Roxana-Otilia-Sonia Hrițcu1



Abstract: Individuals and the social or organizational groups they belong to can be viewed as a hierarchical system situated on different levels. Individuals are situated on the first level of the hierarchy and they are nested together on the higher levels. Individuals interact with the social groups they belong to and are influenced by these groups. Traditional methods that study the relationships between data, like simple regression, do not take into account the hierarchical structure of the data and the effects of a group membership and, hence, results may be invalidated. Unlike standard regression modelling, the multilevel approach takes into account the individuals as well as the groups to which they belong. To take advantage of the multilevel analysis it is important that we recognize the multilevel characteristics of the data. In this article we introduce the outlines of multilevel data and we describe the models that work with such data. We introduce the basic multilevel model, the two-level model: students can be nested into classes, individuals into countries and the general two-level model can be extended very easily to several levels. Multilevel analysis has begun to be extensively used in many research areas. We present the most frequent study areas where multilevel models are used, such as sociological studies, education, psychological research, health studies, demography, epidemiology, biology, environmental studies and entrepreneurship. We support the idea that since hierarchies exist everywhere, multilevel data should be recognized and analyzed properly by using multilevel modelling.

Keywords: multilevel data; nested data structure; group correlations; multilevel analysis

JEL Classification: C19; C51

1. Introduction

Socio-economic phenomena may occur at many levels: persons, family, neighbourhood, city, society. Individuals and the social or organizational groups they belong to can be viewed as a hierarchical system situated on different levels. Individuals are situated on the first level of the hierarchy and they are nested together on the higher levels. Individuals may be nested in rural or urban areas, cities, states, regions, countries, or may be grouped within organizations, trade unions, political parties or some other type of social group.

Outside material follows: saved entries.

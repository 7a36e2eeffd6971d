//! Revision watermark for one store feed.
//!
//! Store callbacks may arrive out of order. The maintainer keeps one
//! watermark per feed and only takes a snapshot whose revision is at least
//! the last one it accepted, so the published view never moves backwards.
//!
//! # Invariants
//!
//! - **Non-decreasing**: a revision equal to the watermark is accepted
//!   (re-delivery of the same snapshot is harmless).
//! - **Advances only on acceptance**: stale revisions leave it untouched.

// ---------------------------------------------------------------------------
// Freshness decision
// ---------------------------------------------------------------------------

#[derive(Clone, Debug, PartialEq, Eq)]
pub enum RevisionFreshness {
    Fresh,
    /// Strictly older than the last accepted revision.
    Stale { watermark: u64, got: u64 },
}

impl RevisionFreshness {
    pub fn is_fresh(&self) -> bool {
        matches!(self, RevisionFreshness::Fresh)
    }

    pub fn is_rejected(&self) -> bool {
        !self.is_fresh()
    }
}

// ---------------------------------------------------------------------------
// Watermark
// ---------------------------------------------------------------------------

/// Last accepted revision of one feed. Starts empty and accepts anything.
#[derive(Clone, Debug, Default)]
pub struct RevisionWatermark {
    last_accepted: Option<u64>,
}

impl RevisionWatermark {
    pub fn new() -> Self {
        Self::default()
    }

    /// Read-only check; does not advance.
    pub fn check(&self, revision: u64) -> RevisionFreshness {
        match self.last_accepted {
            Some(w) if revision < w => RevisionFreshness::Stale {
                watermark: w,
                got: revision,
            },
            _ => RevisionFreshness::Fresh,
        }
    }

    /// Check and advance to `revision` when fresh.
    pub fn accept(&mut self, revision: u64) -> RevisionFreshness {
        let result = self.check(revision);
        if result.is_fresh() {
            self.last_accepted = Some(revision);
        }
        result
    }

    pub fn last_accepted(&self) -> Option<u64> {
        self.last_accepted
    }

    pub fn has_accepted_any(&self) -> bool {
        self.last_accepted.is_some()
    }
}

The nesting of individuals in social groups generates a mutual relationship between individuals within the same group, but also between individuals and the society as a whole; there can be observed a correlation between the characteristics of the individuals and the characteristics of the group to which they belong. Individuals interact with the social groups they belong to and are influenced by these groups (Hox, 2010, p. 1): the social context or the group may influence individuals’ opinions, actions and behaviour. Social groups are themselves influenced by individuals in the group (Hox, 2010, p. 1).

The analysis of socio-economic phenomena implies therefore the analysis of complex data sets that have a hierarchical structure. Such analyses should consider each level of the hierarchy, together with their interactions.

Reality can be described through conceptual models of data. Traditional linear models such as analysis of variance and linear regression offer a simple view of a complex world by generally assuming the same effects across groups. Hierarchical data no longer satisfy the independence hypothesis. Clustered data structures are defined by the dependence of observations within groups or units. Hence, in the case of hierarchical data, when effects differ across groups, multilevel models should be used to analyse and explain these differences. By applying multilevel analysis we can investigate the variables measured at different levels of the multilevel data structure and the relations between them. Ignoring the effects of nested data may lead to biased estimates in the case of traditional single level models. Multilevel modelling corrects the bias of the estimates, the bias of the standard errors and leads to more accurate test results and conclusions.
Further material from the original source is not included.